その結果、アラキドン酸は加齢により体内でのレベルが低下することが判明。さらに注目したいのが、高年男性のほうが食事のアラキドン酸摂取量が多いのにも関わらず、若い女性のほうが細胞膜内のアラキドン酸の量が多かったという点です。

この実験から、川端氏は以下のように見解を示しています。

「実験でアラキドン酸、DHA、EPAなどの必須脂肪酸は摂取すれば摂取しただけ、それぞれの脂肪酸の体内レベルに反映されるわけではないという興味ある事実が示された。今後は年齢、性別、そして自身の食生活に応じた必須脂肪酸の理想的な摂り方を考えていく必要がある」(日本ブレイン協会「No.10 加齢で減少する体内のアラキドン酸」[※11]より引用)

脂質とひと言でいっても、飽和脂肪酸、オメガ3系脂肪酸、オメガ6系脂肪酸などのさまざまなグループに分けられ、それぞれが独自の機能性を持っています。

乳児の脳の健全な発育や、高齢者の認知機能を高めるアラキドン酸の効果については、ヒトでの臨床試験データなどでも示されています。

と同時に一般的にはアラキドン酸欠乏による健康被害の報告はなく、むしろ過剰摂取による病気のリスクのほうが懸念されます。

アラキドン酸をはじめとした脂肪酸に関しては、それぞれの機能性を正しく理解し、個人個人が必要に応じて自分の健康に役立てていくことが大切です。

アラキドン酸を多く含む食べ物

アラキドン酸は卵、豚レバー、サバ、ウニ、ブリ、豚モモ肉などに多く含まれています。また、アラキドン酸はリノール酸の代謝物でもあるため、リノール酸が多く含まれる大豆油、くるみ、菜種油、アマニ油などを摂取することでもアラキドン酸を得ることができます。

相乗効果を発揮する成分

脳の健康効果が知られる脂肪酸は、アラキドン酸のほかにもDHA、EPAが有名です。DHAはまぐろ、さば、さんま、ぶりに、EPAはさば、きんき、まぐろ、マイワシなどの魚類に豊富に含まれています。
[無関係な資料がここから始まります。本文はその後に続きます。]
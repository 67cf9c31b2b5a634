//! Twin Pong - two paddles, several balls, one fixed-cadence loop
//!
//! Core modules:
//! - `sim`: Simulation state and the physics/collision step
//! - `pacer`: Frame pacing and delta-time clamping
//! - `input`: Per-frame input snapshot
//! - `renderer`: Draw primitives and the canvas they are issued to
//! - `platform`: Headless and SDL2 backends
//! - `game`: Frame loop driver

pub mod game;
pub mod input;
pub mod pacer;
pub mod platform;
pub mod renderer;
pub mod settings;
pub mod sim;

pub use game::{Game, RunSummary};
pub use input::InputState;
pub use pacer::{Clock, Pacer};
pub use settings::{Settings, SettingsError};

/// Game configuration constants
pub mod consts {
    /// Playfield dimensions
    pub const PLAYFIELD_WIDTH: f32 = 1024.0;
    pub const PLAYFIELD_HEIGHT: f32 = 768.0;

    /// Walls, paddles and balls all share this thickness
    pub const THICKNESS: i32 = 15;

    /// Paddle defaults
    pub const PADDLE_HEIGHT: f32 = 100.0;
    pub const PADDLE_SPEED: f32 = 300.0;
    /// Paddle center distance from its side edge
    pub const PADDLE_INSET: f32 = 10.0;
    /// Contact band (distance from the side edge) in which a paddle returns the ball
    pub const PADDLE_BAND_NEAR: f32 = 20.0;
    pub const PADDLE_BAND_FAR: f32 = 25.0;

    /// Minimum time between frames (~60 Hz)
    pub const FRAME_INTERVAL_MS: u64 = 16;
    /// Largest delta time handed to the simulation, in seconds
    pub const MAX_DELTA: f32 = 0.05;

    /// Default window placement
    pub const WINDOW_TITLE: &str = "Twin Pong";
    pub const WINDOW_X: i32 = 100;
    pub const WINDOW_Y: i32 = 100;
}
[※12]

とくに、アラキドン酸とDHAは、脳神経に大きな役割があると考えられています。

生後5日以内の赤ちゃん56人を「アラキドン酸とDHAを配合した粉ミルクを与える19人」「DHAが配合された粉ミルクを与える17人」「どちらも配合しない粉ミルクを与える20人」という3つのグループに分けました。

生後17週目までそれぞれ粉ミルクを与えて、18か月目に知能や運動量を比較したところ、DHAだけでなく、アラキドン酸も配合したミルクを与えたグループに、記憶力や言語能力といった精神発達指数が高いという結果が認められました。[※3]
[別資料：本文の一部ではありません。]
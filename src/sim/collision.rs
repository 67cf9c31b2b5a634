//! Collision checks for a single ball
//!
//! Paddles are thin vertical bands a few units in from each side edge, walls
//! are horizontal lines `thickness` in from the top and bottom. The checks are
//! point-vs-band, not true shape intersection, and run as an ordered chain:
//! the first matching contact wins and nothing after it is tested.

use glam::Vec2;

use super::state::{ArenaConfig, Ball, Side, Wall};

/// Outcome of the contact chain for one ball
#[derive(Debug, Clone, Copy, PartialEq, Eq)]
pub enum Contact {
    /// Ball is inside a paddle's band and moving toward it
    Paddle(Side),
    /// Ball crossed a side edge
    OutOfBounds,
    /// Ball reached a wall while moving into it
    Wall(Wall),
    None,
}

/// Classify where an active ball is, given both paddle centers.
///
/// Boundary values count as contact (`<=` / `>=` throughout).
pub fn detect_contact(ball: &Ball, paddle1: Vec2, paddle2: Vec2, arena: &ArenaConfig) -> Contact {
    let half = arena.paddle_half_height();
    let (near, far) = arena.paddle_band;
    let t = arena.thickness as f32;
    let pos = ball.pos;
    let vel = ball.vel;

    if (pos.y - paddle1.y).abs() <= half && pos.x <= far && pos.x >= near && vel.x < 0.0 {
        Contact::Paddle(Side::Left)
    } else if (pos.y - paddle2.y).abs() <= half
        && pos.x <= arena.width - near
        && pos.x >= arena.width - far
        && vel.x > 0.0
    {
        Contact::Paddle(Side::Right)
    } else if pos.x <= 0.0 || pos.x >= arena.width {
        Contact::OutOfBounds
    } else if pos.y <= t && vel.y < 0.0 {
        Contact::Wall(Wall::Top)
    } else if pos.y >= arena.height - t && vel.y > 0.0 {
        Contact::Wall(Wall::Bottom)
    } else {
        Contact::None
    }
}

/// Apply the velocity change for a bounce. Out-of-bounds is handled by the
/// caller since it touches shared state.
pub fn reflect(ball: &mut Ball, contact: Contact) {
    match contact {
        Contact::Paddle(_) => ball.vel.x *= -1.0,
        Contact::Wall(_) => ball.vel.y *= -1.0,
        Contact::OutOfBounds | Contact::None => {}
    }
}

#[cfg(test)]
mod tests {
    use super::*;

    fn ball(x: f32, y: f32, vx: f32, vy: f32) -> Ball {
        Ball {
            pos: Vec2::new(x, y),
            vel: Vec2::new(vx, vy),
            active: true,
        }
    }

    fn detect(b: &Ball) -> Contact {
        let arena = ArenaConfig::default();
        detect_contact(b, Vec2::new(10.0, 384.0), Vec2::new(1014.0, 384.0), &arena)
    }

    #[test]
    fn test_left_paddle_band() {
        assert_eq!(detect(&ball(22.0, 384.0, -200.0, 10.0)), Contact::Paddle(Side::Left));
        // Band edges are inclusive
        assert_eq!(detect(&ball(20.0, 434.0, -200.0, 0.0)), Contact::Paddle(Side::Left));
        assert_eq!(detect(&ball(25.0, 334.0, -200.0, 0.0)), Contact::Paddle(Side::Left));
        // Moving away from the paddle
        assert_eq!(detect(&ball(22.0, 384.0, 200.0, 0.0)), Contact::None);
        // Outside the band
        assert_eq!(detect(&ball(25.5, 384.0, -200.0, 0.0)), Contact::None);
        assert_eq!(detect(&ball(22.0, 434.5, -200.0, 0.0)), Contact::None);
    }

    #[test]
    fn test_right_paddle_band() {
        assert_eq!(detect(&ball(1002.0, 400.0, 200.0, 0.0)), Contact::Paddle(Side::Right));
        assert_eq!(detect(&ball(1004.0, 400.0, 200.0, 0.0)), Contact::Paddle(Side::Right));
        assert_eq!(detect(&ball(999.0, 400.0, 200.0, 0.0)), Contact::Paddle(Side::Right));
        assert_eq!(detect(&ball(1002.0, 400.0, -200.0, 0.0)), Contact::None);
    }

    #[test]
    fn test_out_of_bounds() {
        assert_eq!(detect(&ball(0.0, 384.0, -200.0, 0.0)), Contact::OutOfBounds);
        assert_eq!(detect(&ball(-3.0, 384.0, 200.0, 0.0)), Contact::OutOfBounds);
        assert_eq!(detect(&ball(1024.0, 384.0, 200.0, 0.0)), Contact::OutOfBounds);
        assert_eq!(detect(&ball(0.5, 384.0, -200.0, 0.0)), Contact::None);
    }

    #[test]
    fn test_walls_boundary_inclusive() {
        assert_eq!(detect(&ball(512.0, 15.0, 0.0, -50.0)), Contact::Wall(Wall::Top));
        assert_eq!(detect(&ball(512.0, 15.0, 0.0, 50.0)), Contact::None);
        assert_eq!(detect(&ball(512.0, 753.0, 0.0, 50.0)), Contact::Wall(Wall::Bottom));
        assert_eq!(detect(&ball(512.0, 753.0, 0.0, -50.0)), Contact::None);
    }

    #[test]
    fn test_chain_order() {
        // In the band but far from the paddle: falls through to the wall
        assert_eq!(detect(&ball(22.0, 10.0, -200.0, -50.0)), Contact::Wall(Wall::Top));
        // In the paddle band and past the top wall: the paddle wins
        let arena = ArenaConfig::default();
        let b = ball(22.0, 10.0, -200.0, -50.0);
        let hit = detect_contact(&b, Vec2::new(10.0, 40.0), Vec2::new(1014.0, 384.0), &arena);
        assert_eq!(hit, Contact::Paddle(Side::Left));
        // Off the side edge and past the wall: out of bounds wins
        assert_eq!(detect(&ball(-1.0, 5.0, -200.0, -50.0)), Contact::OutOfBounds);
    }

    #[test]
    fn test_reflect() {
        let mut b = ball(22.0, 384.0, -200.0, 30.0);
        reflect(&mut b, Contact::Paddle(Side::Left));
        assert_eq!(b.vel, Vec2::new(200.0, 30.0));
        reflect(&mut b, Contact::Wall(Wall::Top));
        assert_eq!(b.vel, Vec2::new(200.0, -30.0));
        reflect(&mut b, Contact::OutOfBounds);
        assert_eq!(b.vel, Vec2::new(200.0, -30.0));
    }
}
国際的な政府間機関であるコーデックス委員会においても、粉ミルクにDHAを配合する場合、同量以上のアラキドン酸を配合することが推奨されています。

アラキドン酸に副作用はあるのか

アラキドン酸にはガン死亡率との関連が示唆されています。

福岡県の久山町で、40歳以上の住民3098人に対し、2002年~2012年の期間で大規模な追跡調査が行われました。
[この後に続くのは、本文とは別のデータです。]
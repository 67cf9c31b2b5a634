//! Rendering module
//!
//! `shapes` turns the simulation into rectangles; a `Canvas` rasterizes them.

pub mod shapes;

pub use shapes::{Color, FilledRect, Palette, render};

use crate::platform::PlatformError;
use crate::sim::GameState;

/// Something that can fill rectangles (SDL renderer, or a recorder in tests)
pub trait Canvas {
    fn set_draw_color(&mut self, color: Color);
    /// Fill the whole target with the current draw color
    fn clear(&mut self);
    fn fill_rect(&mut self, rect: FilledRect) -> Result<(), PlatformError>;
    /// Swap front and back buffers
    fn present(&mut self);
}

/// Draw one frame: clear to the backdrop, fill every shape, present.
///
/// A rectangle that fails to draw is logged and skipped; the frame still
/// presents.
pub fn draw_frame<C: Canvas + ?Sized>(canvas: &mut C, state: &GameState, palette: &Palette) {
    canvas.set_draw_color(palette.background);
    canvas.clear();

    canvas.set_draw_color(palette.foreground);
    for rect in render(state) {
        if let Err(e) = canvas.fill_rect(rect) {
            log::warn!("Render error: {}", e);
        }
    }

    canvas.present();
}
血清中のEPAが低く、アラキドン酸が高いという対比が大きいほど、ガンの死亡率を増加させる可能性が認められたのです。つまり、ガンの死亡リスクを減らすためにはEPAを多く、アラキドン酸を控えめに摂ることが効果的だとする結果です。[※13]

また、アラキドン酸は細胞の構成に欠かせない大切な成分ですが、摂り過ぎることで逆にコレステロールの量が増加して、病気のリスクを高めてしまう存在でもあります。

現在の日本人にはもともと過剰摂取気味であるアラキドン酸を、さらにサプリメントなどからも補給することに、否定的な意見もあります。[※14]とくに普段から脂質の多い食事を摂っているという人は、過剰摂取にならないように注意しましょう。